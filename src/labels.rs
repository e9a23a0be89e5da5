use crate::heuristics::ShipmentRecord;
use serde::Serialize;
use tracing::debug;

/// One physical label — rendered as one page downstream.
#[derive(Debug, Clone, PartialEq, Serialize)]
pub struct LabelSpec {
    pub sales_order: String,
    pub carrier_code: String,
    pub tracking_id: String,
    /// Load token for this position, or empty when the record ran out.
    pub load_text: String,
    /// 1-based position within the shipment.
    pub index: u32,
    pub total: u32,
}

/// Expand one shipment into its ordered label sequence.
///
/// Length is exactly `max(1, quantity)`. Load tokens pair to labels by
/// position only: trailing labels past the token list get empty load text,
/// and tokens past the quantity are dropped without error — length
/// mismatches are routine in real documents. The tracking id and carrier
/// ride unchanged on every label (one barcode value per shipment).
pub fn build_labels(record: &ShipmentRecord) -> Vec<LabelSpec> {
    let total = record.quantity.max(1);

    let excess = record.load_tokens.len().saturating_sub(total as usize);
    if excess > 0 {
        debug!(
            sales_order = %record.sales_order,
            excess,
            "more load tokens than labels; extra tokens dropped"
        );
    }

    (1..=total)
        .map(|index| LabelSpec {
            sales_order: record.sales_order.clone(),
            carrier_code: record.carrier_code.clone(),
            tracking_id: record.tracking_id.clone(),
            load_text: record
                .load_tokens
                .get(index as usize - 1)
                .cloned()
                .unwrap_or_default(),
            index,
            total,
        })
        .collect()
}

#[cfg(test)]
mod tests {
    use super::*;

    fn record(quantity: u32, load_tokens: &[&str]) -> ShipmentRecord {
        ShipmentRecord {
            sales_order: "SO-12345-A".to_string(),
            carrier_code: "FEDX".to_string(),
            tracking_id: "998877".to_string(),
            job_raw: String::new(),
            load_tokens: load_tokens.iter().map(|s| s.to_string()).collect(),
            quantity,
        }
    }

    #[test]
    fn length_equals_clamped_quantity() {
        assert_eq!(build_labels(&record(3, &[])).len(), 3);
        assert_eq!(build_labels(&record(1, &[])).len(), 1);
        assert_eq!(build_labels(&record(0, &[])).len(), 1);
    }

    #[test]
    fn output_is_one_indexed_and_order_preserving() {
        let labels = build_labels(&record(4, &[]));
        for (i, label) in labels.iter().enumerate() {
            assert_eq!(label.index, i as u32 + 1);
            assert_eq!(label.total, 4);
        }
    }

    #[test]
    fn short_token_list_pads_with_empty_load_text() {
        let labels = build_labels(&record(3, &["a", "b"]));
        let loads: Vec<&str> = labels.iter().map(|l| l.load_text.as_str()).collect();
        assert_eq!(loads, vec!["a", "b", ""]);
    }

    #[test]
    fn long_token_list_is_truncated() {
        let labels = build_labels(&record(1, &["a", "b"]));
        assert_eq!(labels.len(), 1);
        assert_eq!(labels[0].load_text, "a");
    }

    #[test]
    fn shipment_fields_ride_on_every_label() {
        for label in build_labels(&record(3, &["c16"])) {
            assert_eq!(label.sales_order, "SO-12345-A");
            assert_eq!(label.carrier_code, "FEDX");
            assert_eq!(label.tracking_id, "998877");
        }
    }
}
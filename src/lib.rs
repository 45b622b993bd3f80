//! posturers: posture analysis and exercise-session tracking over body
//! landmark streams.
//!
//! Frames of 33 body landmarks go in; graded posture scores, left/right
//! balance reports and exercise-session effects come out. Rendering, speech
//! synthesis and persistence stay with the host.

pub mod asymmetry;
pub mod calibration;
pub mod config;
pub mod error;
pub mod exercise;
pub mod geometry;
pub mod landmarks;
pub mod logging;
pub mod metrics;
pub mod monitor;
pub mod pose;
pub mod scoring;
pub mod session;
pub mod smoothing;

// Re-export commonly used types for convenience
pub use asymmetry::{AsymmetryAnalyzer, BodyBalanceReport, RomNorms};
pub use calibration::{CalibrationProfile, Calibrator};
pub use config::AnalysisConfig;
pub use error::{PostureError, Result};
pub use exercise::{ExerciseCatalog, ExerciseDefinition, ExerciseKind};
pub use landmarks::{Landmark, LandmarkFrame, LandmarkIndex};
pub use logging::{LogConfig, LogFormat, LogLevel};
pub use metrics::{BodyMetrics, JointAngles, Metric};
pub use monitor::{MonitorUpdate, PostureMonitor, PostureSnapshot};
pub use pose::{PoseClassifier, PoseDefinition, PoseMatch, PredicateClassifier};
pub use scoring::{Grade, PostureScorer};
pub use session::{
    dispatch_effects, CycleSession, ExerciseResult, ExerciseSession, HoldSession, ResultSink,
    SessionConfig, SessionEffect, SessionFactory, SessionPhase, VoiceSink,
};
pub use smoothing::Smoother;
use criterion::{black_box, criterion_group, criterion_main, BenchmarkId, Criterion, Throughput};
use posturers::metrics::MetricsConfig;
use posturers::pose::library;
use posturers::{
    AnalysisConfig, AsymmetryAnalyzer, BodyMetrics, JointAngles, Landmark, LandmarkFrame,
    LandmarkIndex, PoseClassifier, PostureMonitor, PostureScorer, PredicateClassifier,
};

/// Performance benchmarks for the per-frame analysis path
///
/// Frames arrive at camera rate, so everything here should stay well under
/// a frame interval.

fn create_frame(sway: f64) -> LandmarkFrame {
    use LandmarkIndex as L;
    let mut frame = LandmarkFrame::empty();
    let points = [
        (L::Nose, 0.5, 0.15),
        (L::LeftEar, 0.46, 0.16),
        (L::RightEar, 0.54, 0.16),
        (L::LeftShoulder, 0.4, 0.3),
        (L::RightShoulder, 0.6, 0.3),
        (L::LeftElbow, 0.38, 0.45),
        (L::RightElbow, 0.62, 0.45),
        (L::LeftWrist, 0.37, 0.58),
        (L::RightWrist, 0.63, 0.58),
        (L::LeftHip, 0.44, 0.6),
        (L::RightHip, 0.56, 0.6),
        (L::LeftKnee, 0.44, 0.75),
        (L::RightKnee, 0.56, 0.75),
        (L::LeftAnkle, 0.44, 0.9),
        (L::RightAnkle, 0.56, 0.9),
    ];
    for (index, x, y) in points {
        frame.set(index, Landmark::new(x + sway, y, 0.0, 0.95));
    }
    frame
}

fn create_recording(frames: usize) -> Vec<LandmarkFrame> {
    (0..frames)
        .map(|i| create_frame((i as f64 * 0.1).sin() * 0.01))
        .collect()
}

fn bench_metric_extraction(c: &mut Criterion) {
    let config = MetricsConfig::default();
    let frame = create_frame(0.0);

    c.bench_function("body_metrics_from_frame", |b| {
        b.iter(|| BodyMetrics::from_frame(black_box(&frame), &config));
    });
    c.bench_function("joint_angles_from_frame", |b| {
        b.iter(|| JointAngles::from_frame(black_box(&frame), &config));
    });
}

fn bench_scoring(c: &mut Criterion) {
    let scorer = PostureScorer::new();
    let metrics = BodyMetrics {
        forward_head: Some(2.4),
        shoulder_tilt: Some(1.1),
        pelvis_tilt: Some(0.6),
        knee_angle: Some(172.0),
        trunk_tilt: Some(3.0),
    };

    c.bench_function("posture_analysis", |b| {
        b.iter(|| scorer.analyze(black_box(&metrics)));
    });

    let analyzer = AsymmetryAnalyzer::new();
    let angles = JointAngles::from_frame(&create_frame(0.0), &MetricsConfig::default());
    c.bench_function("balance_report", |b| {
        b.iter(|| analyzer.analyze(black_box(&angles)));
    });
}

fn bench_monitor(c: &mut Criterion) {
    let mut group = c.benchmark_group("Posture Monitor");

    for &size in &[30, 300, 1800] {
        let frames = create_recording(size);

        group.throughput(Throughput::Elements(size as u64));
        group.bench_with_input(
            BenchmarkId::new("process_frames", size),
            &frames,
            |b, frames| {
                b.iter(|| {
                    let mut monitor = PostureMonitor::new(AnalysisConfig::default())
                        .expect("default config is valid");
                    for frame in frames {
                        black_box(monitor.process_frame(frame));
                    }
                });
            },
        );
    }

    group.finish();
}

fn bench_pose_classification(c: &mut Criterion) {
    let classifier = PredicateClassifier::new();
    let poses = vec![
        library::squat_bottom(),
        library::wall_sit(),
        library::arms_overhead(),
        library::arms_lateral(),
        library::standing(),
    ];
    let frame = create_frame(0.0);

    c.bench_function("classify_against_library", |b| {
        b.iter(|| classifier.classify(black_box(&frame), &poses));
    });
}

criterion_group!(
    benches,
    bench_metric_extraction,
    bench_scoring,
    bench_monitor,
    bench_pose_classification
);
criterion_main!(benches);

***

● **Description of the task**: If a line in the records above has the word "smoothing", copy it.

● **Exercise solution**:
pub mod smoothing;
pub use smoothing::Smoother;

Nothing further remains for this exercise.